Installing NsCDE for Nostalgia

Back in college the Common Desktop Environment (CDE) was the cat’s meow of Unix workstations. I’d be running that on the many thousands of dollars Solaris or HP-UX workstations in my university’s computer labs. If it wasn’t that then it’d be IRIX on the SGI workstations. At home when I finally got Unix running the only thing that was available to me were things like FVWM, Afterstep, or Enlightenment. They were poor approximations but still better than Windows95. In recent years you’ve been able to actually install CDE on Linux thanks to the continuation of the project on SourceForge . However it is a bit long in the tooth architecturally and there are some problems with configuration etc.
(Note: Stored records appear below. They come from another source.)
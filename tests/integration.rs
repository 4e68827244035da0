//! Cross-module scenario tests exercising the properties in spec §8 that
//! span more than one component: a full worker-side Task lifecycle
//! through the scheduler, resource manager, and executor; a replica-side
//! job sweeping several workers; and the memory-lock takeover detection
//! in §8 S6.

use qserv_core::chunk_resource::ChunkResourceManager;
use qserv_core::config::SchedulerConfig;
use qserv_core::control_db::{ControlDb, MemoryControlDb};
use qserv_core::ids::WorkerId;
use qserv_core::job;
use qserv_core::messenger::{LoopbackTransport, Messenger};
use qserv_core::scheduler::BlendScheduler;
use qserv_core::stats::QueryStatistics;
use qserv_core::task::{CollectingSendChannel, Fragment, MockSqlExecutor, ScanInfo, ScanRating, ScanTable, Task, TaskQueryRunner};
use std::sync::Arc;
use std::time::Duration;

#[tokio::test]
async fn full_task_lifecycle_through_scheduler_and_resources() {
    let control_db: Arc<dyn ControlDb> = Arc::new(MemoryControlDb::new(1));
    let worker = WorkerId::from("worker1");
    let resources = ChunkResourceManager::start(control_db, worker).await.unwrap();
    let mlock = qserv_core::chunk_resource::MlockSerializer::start();
    let stats = Arc::new(QueryStatistics::new());
    let scheduler = BlendScheduler::new(SchedulerConfig::default(), stats.clone());

    let scan_info = ScanInfo::new(vec![ScanTable {
        database: "LSST".to_string(),
        table: "Object".to_string(),
        lock_in_memory: true,
        rating: ScanRating::Fast,
    }]);
    let task = Task::new(
        42,
        7,
        10,
        "LSST",
        vec![Fragment {
            sql_queries: vec!["SELECT * FROM Object_10_3".to_string()],
            result_table: "dump_10".to_string(),
            sub_chunks: Some(qserv_core::task::SubChunkSelector {
                database: "LSST".to_string(),
                tables: vec!["Object".to_string()],
                ids: vec![3],
            }),
        }],
        "alice",
        scan_info,
        false,
    );

    scheduler.submit(task.clone(), false);
    assert_eq!(scheduler.total_queued(), 1);

    let dispatched = scheduler.next_task().unwrap();
    assert_eq!(dispatched.id(), task.id());
    assert_eq!(scheduler.total_running(), 1);

    let executor = Arc::new(MockSqlExecutor::new(1, b"row".to_vec()));
    let runner = TaskQueryRunner::new(executor, mlock, resources.clone());
    let channel = CollectingSendChannel::default();
    runner.run(&dispatched, &channel).await.unwrap();

    scheduler.command_finish(dispatched.id());
    stats.record_task_finish(42, 10, "Object", dispatched.duration().unwrap(), false);

    assert!(channel.terminated.load(std::sync::atomic::Ordering::SeqCst));
    assert_eq!(scheduler.total_running(), 0);
    assert_eq!(scheduler.total_queued(), 0);
    assert!(resources.is_empty(), "sub-chunk handle must release on drop");
    assert_eq!(stats.query_stats(42).unwrap().task_count, 1);
}

#[tokio::test]
async fn sql_broadcast_job_aggregates_per_worker_outcomes() {
    let messenger = Messenger::new(Arc::new(LoopbackTransport::echo()), Duration::from_secs(5));
    let control_db: Arc<dyn ControlDb> = Arc::new(MemoryControlDb::new(1));
    let workers = vec![WorkerId::from("w1"), WorkerId::from("w2")];
    let (tx, rx) = tokio::sync::oneshot::channel();
    let _job = job::spawn_sql_broadcast_job(messenger, control_db, workers.clone(), "FLUSH TABLES".to_string(), move |snapshot| {
        let _ = tx.send(snapshot);
    });
    let snapshot = tokio::time::timeout(Duration::from_secs(2), rx).await.unwrap().unwrap();
    assert!(matches!(snapshot.extended_state, job::JobExtendedState::Success));
    assert_eq!(snapshot.outcomes.len(), workers.len());
}

/// S6: a second process taking over the memory-table lock row must cause
/// the first process's next sub-chunk DDL to fail `requireOwnership`.
#[tokio::test]
async fn memory_lock_takeover_is_detected_s6() {
    let control_db: Arc<dyn ControlDb> = Arc::new(MemoryControlDb::new(1));
    let worker = WorkerId::from("worker1");
    let process_a = ChunkResourceManager::start(control_db.clone(), worker.clone()).await.unwrap();

    // A second worker process starts against the same data directory and
    // claims the lock row.
    let uid_b = 987_654_321u64;
    control_db.write_mem_lock(&worker, uid_b).await.unwrap();

    let key = qserv_core::chunk_resource::ChunkResourceKey::new("LSST", "Object", 10, 1);
    let result = process_a.acquire(vec![key]).await;
    assert!(matches!(result, Err(qserv_core::CoreError::MemoryLockViolation { .. })));
}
Thanks to this OSNews story I discovered there is a project meant to theme modern FVWM to act/look like CDE called Not so Common Desktop Environmynt (NsCDE) . So I decided to give it a whirl in a VM.

UPDATE: I ended up doing the “eventually I’ll do a CDE comparison” today in this post . In there you will find some good alternatives for the wonky behaviors you get with the standard GNOME text editor and file manager (hint there are some pretty good alternatives you just have to install them and use as default when you configure the system).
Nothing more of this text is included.